▶ [WORK REQUIRED] Output every record precisely.
==============================
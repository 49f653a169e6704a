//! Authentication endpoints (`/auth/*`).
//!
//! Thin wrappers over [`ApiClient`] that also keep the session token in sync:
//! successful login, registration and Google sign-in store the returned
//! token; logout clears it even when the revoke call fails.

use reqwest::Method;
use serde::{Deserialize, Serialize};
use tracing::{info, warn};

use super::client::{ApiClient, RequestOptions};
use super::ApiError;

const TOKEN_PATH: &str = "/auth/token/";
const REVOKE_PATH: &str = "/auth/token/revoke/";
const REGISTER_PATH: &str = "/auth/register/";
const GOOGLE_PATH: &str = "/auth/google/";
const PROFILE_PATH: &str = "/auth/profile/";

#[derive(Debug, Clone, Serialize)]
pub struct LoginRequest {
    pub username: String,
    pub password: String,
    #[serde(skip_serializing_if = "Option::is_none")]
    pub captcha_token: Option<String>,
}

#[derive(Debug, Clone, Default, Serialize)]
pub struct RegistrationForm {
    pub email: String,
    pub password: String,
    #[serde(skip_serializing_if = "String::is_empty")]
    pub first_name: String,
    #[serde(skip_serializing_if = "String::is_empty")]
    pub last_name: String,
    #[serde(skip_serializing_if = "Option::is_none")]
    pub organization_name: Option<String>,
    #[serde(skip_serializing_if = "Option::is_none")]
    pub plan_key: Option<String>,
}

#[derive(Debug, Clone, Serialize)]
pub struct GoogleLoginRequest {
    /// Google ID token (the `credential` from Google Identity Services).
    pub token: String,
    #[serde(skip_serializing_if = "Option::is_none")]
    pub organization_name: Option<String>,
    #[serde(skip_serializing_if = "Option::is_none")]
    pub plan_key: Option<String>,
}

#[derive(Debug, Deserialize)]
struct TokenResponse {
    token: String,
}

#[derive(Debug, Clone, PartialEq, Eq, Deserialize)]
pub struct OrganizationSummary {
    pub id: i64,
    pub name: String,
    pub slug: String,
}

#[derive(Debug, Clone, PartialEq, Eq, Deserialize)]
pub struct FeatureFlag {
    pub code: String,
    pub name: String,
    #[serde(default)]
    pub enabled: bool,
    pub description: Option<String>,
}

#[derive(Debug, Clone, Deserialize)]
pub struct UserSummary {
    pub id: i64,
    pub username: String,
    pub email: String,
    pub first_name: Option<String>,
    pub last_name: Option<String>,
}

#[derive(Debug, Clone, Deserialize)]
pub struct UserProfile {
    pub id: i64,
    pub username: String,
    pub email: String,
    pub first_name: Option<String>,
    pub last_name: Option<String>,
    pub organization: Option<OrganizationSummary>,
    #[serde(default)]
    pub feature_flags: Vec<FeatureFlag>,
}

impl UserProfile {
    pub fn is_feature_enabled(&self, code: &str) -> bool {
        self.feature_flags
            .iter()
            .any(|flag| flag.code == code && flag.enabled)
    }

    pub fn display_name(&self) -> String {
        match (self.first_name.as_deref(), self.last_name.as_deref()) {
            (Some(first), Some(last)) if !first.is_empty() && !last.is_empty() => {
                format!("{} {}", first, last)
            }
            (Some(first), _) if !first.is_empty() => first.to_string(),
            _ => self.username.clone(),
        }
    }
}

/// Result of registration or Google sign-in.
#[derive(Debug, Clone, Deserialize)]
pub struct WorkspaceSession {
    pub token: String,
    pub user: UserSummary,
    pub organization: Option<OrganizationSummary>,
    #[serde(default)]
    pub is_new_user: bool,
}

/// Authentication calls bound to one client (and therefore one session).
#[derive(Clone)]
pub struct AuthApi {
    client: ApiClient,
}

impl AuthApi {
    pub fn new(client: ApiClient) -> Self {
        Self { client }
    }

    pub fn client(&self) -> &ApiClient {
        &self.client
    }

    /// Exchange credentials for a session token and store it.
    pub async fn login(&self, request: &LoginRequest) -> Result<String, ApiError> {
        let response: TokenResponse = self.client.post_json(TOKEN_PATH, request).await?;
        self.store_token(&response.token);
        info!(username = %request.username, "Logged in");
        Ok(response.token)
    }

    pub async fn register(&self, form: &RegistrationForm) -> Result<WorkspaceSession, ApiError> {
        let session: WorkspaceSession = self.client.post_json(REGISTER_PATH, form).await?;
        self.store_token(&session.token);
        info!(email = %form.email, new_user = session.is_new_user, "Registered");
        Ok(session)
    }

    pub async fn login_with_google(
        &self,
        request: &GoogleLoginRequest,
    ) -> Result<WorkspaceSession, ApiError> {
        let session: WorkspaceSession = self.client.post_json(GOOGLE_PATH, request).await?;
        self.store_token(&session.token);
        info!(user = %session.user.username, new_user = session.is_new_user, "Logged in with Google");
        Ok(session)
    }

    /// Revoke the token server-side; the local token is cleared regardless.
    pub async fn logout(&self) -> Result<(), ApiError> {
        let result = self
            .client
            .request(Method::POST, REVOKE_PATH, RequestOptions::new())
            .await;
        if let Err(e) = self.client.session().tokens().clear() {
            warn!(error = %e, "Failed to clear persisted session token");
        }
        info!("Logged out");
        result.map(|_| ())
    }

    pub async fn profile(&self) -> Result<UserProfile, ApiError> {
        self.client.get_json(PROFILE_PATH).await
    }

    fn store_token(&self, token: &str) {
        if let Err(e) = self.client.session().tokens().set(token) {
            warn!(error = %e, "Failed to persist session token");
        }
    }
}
==============================
▶ [RESULT BELOW]
repository 49f653a169e6704a
//! Authentication endpoints (`/auth/*`).
//!
//! Thin wrappers over [`ApiClient`] that also keep the session token in sync:
//! successful login, registration and Google sign-in store the returned
//! token; logout clears it even when the revoke call fails.

use reqwest::Method;
use serde::{Deserialize, Serialize};
use tracing::{info, warn};

use super::client::{ApiClient, RequestOptions};
use super::ApiError;

const TOKEN_PATH: &str = "/auth/token/";
const REVOKE_PATH: &str = "/auth/token/revoke/";
const REGISTER_PATH: &str = "/auth/register/";
const GOOGLE_PATH: &str = "/auth/google/";
const PROFILE_PATH: &str = "/auth/profile/";

#[derive(Debug, Clone, Serialize)]
pub struct LoginRequest {
    pub username: String,
    pub password: String,
    #[serde(skip_serializing_if = "Option::is_none")]
    pub captcha_token: Option<String>,
}

#[derive(Debug, Clone, Default, Serialize)]
pub struct RegistrationForm {
    pub email: String,
    pub password: String,
    #[serde(skip_serializing_if = "String::is_empty")]
    pub first_name: String,
    #[serde(skip_serializing_if = "String::is_empty")]
    pub last_name: String,
    #[serde(skip_serializing_if = "Option::is_none")]
    pub organization_name: Option<String>,
    #[serde(skip_serializing_if = "Option::is_none")]
    pub plan_key: Option<String>,
}

#[derive(Debug, Clone, Serialize)]
pub struct GoogleLoginRequest {
    /// Google ID token (the `credential` from Google Identity Services).
    pub token: String,
    #[serde(skip_serializing_if = "Option::is_none")]
    pub organization_name: Option<String>,
    #[serde(skip_serializing_if = "Option::is_none")]
    pub plan_key: Option<String>,
}

#[derive(Debug, Deserialize)]
struct TokenResponse {
    token: String,
}

#[derive(Debug, Clone, PartialEq, Eq, Deserialize)]
pub struct OrganizationSummary {
    pub id: i64,
    pub name: String,
    pub slug: String,
}

#[derive(Debug, Clone, PartialEq, Eq, Deserialize)]
pub struct FeatureFlag {
    pub code: String,
    pub name: String,
    #[serde(default)]
    pub enabled: bool,
    pub description: Option<String>,
}

#[derive(Debug, Clone, Deserialize)]
pub struct UserSummary {
    pub id: i64,
    pub username: String,
    pub email: String,
    pub first_name: Option<String>,
    pub last_name: Option<String>,
}

#[derive(Debug, Clone, Deserialize)]
pub struct UserProfile {
    pub id: i64,
    pub username: String,
    pub email: String,
    pub first_name: Option<String>,
    pub last_name: Option<String>,
    pub organization: Option<OrganizationSummary>,
    #[serde(default)]
    pub feature_flags: Vec<FeatureFlag>,
}

impl UserProfile {
    pub fn is_feature_enabled(&self, code: &str) -> bool {
        self.feature_flags
            .iter()
            .any(|flag| flag.code == code && flag.enabled)
    }

    pub fn display_name(&self) -> String {
        match (self.first_name.as_deref(), self.last_name.as_deref()) {
            (Some(first), Some(last)) if !first.is_empty() && !last.is_empty() => {
                format!("{} {}", first, last)
            }
            (Some(first), _) if !first.is_empty() => first.to_string(),
            _ => self.username.clone(),
        }
    }
}

/// Result of registration or Google sign-in.
#[derive(Debug, Clone, Deserialize)]
pub struct WorkspaceSession {
    pub token: String,
    pub user: UserSummary,
    pub organization: Option<OrganizationSummary>,
    #[serde(default)]
    pub is_new_user: bool,
}

/// Authentication calls bound to one client (and therefore one session).
#[derive(Clone)]
pub struct AuthApi {
    client: ApiClient,
}

impl AuthApi {
    pub fn new(client: ApiClient) -> Self {
        Self { client }
    }

    pub fn client(&self) -> &ApiClient {
        &self.client
    }

    /// Exchange credentials for a session token and store it.
    pub async fn login(&self, request: &LoginRequest) -> Result<String, ApiError> {
        let response: TokenResponse = self.client.post_json(TOKEN_PATH, request).await?;
        self.store_token(&response.token);
        info!(username = %request.username, "Logged in");
        Ok(response.token)
    }

    pub async fn register(&self, form: &RegistrationForm) -> Result<WorkspaceSession, ApiError> {
        let session: WorkspaceSession = self.client.post_json(REGISTER_PATH, form).await?;
        self.store_token(&session.token);
        info!(email = %form.email, new_user = session.is_new_user, "Registered");
        Ok(session)
    }

    pub async fn login_with_google(
        &self,
        request: &GoogleLoginRequest,
    ) -> Result<WorkspaceSession, ApiError> {
        let session: WorkspaceSession = self.client.post_json(GOOGLE_PATH, request).await?;
        self.store_token(&session.token);
        info!(user = %session.user.username, new_user = session.is_new_user, "Logged in with Google");
        Ok(session)
    }

    /// Revoke the token server-side; the local token is cleared regardless.
    pub async fn logout(&self) -> Result<(), ApiError> {
        let result = self
            .client
            .request(Method::POST, REVOKE_PATH, RequestOptions::new())
            .await;
        if let Err(e) = self.client.session().tokens().clear() {
            warn!(error = %e, "Failed to clear persisted session token");
        }
        info!("Logged out");
        result.map(|_| ())
    }

    pub async fn profile(&self) -> Result<UserProfile, ApiError> {
        self.client.get_json(PROFILE_PATH).await
    }

    fn store_token(&self, token: &str) {
        if let Err(e) = self.client.session().tokens().set(token) {
            warn!(error = %e, "Failed to persist session token");
        }
    }
}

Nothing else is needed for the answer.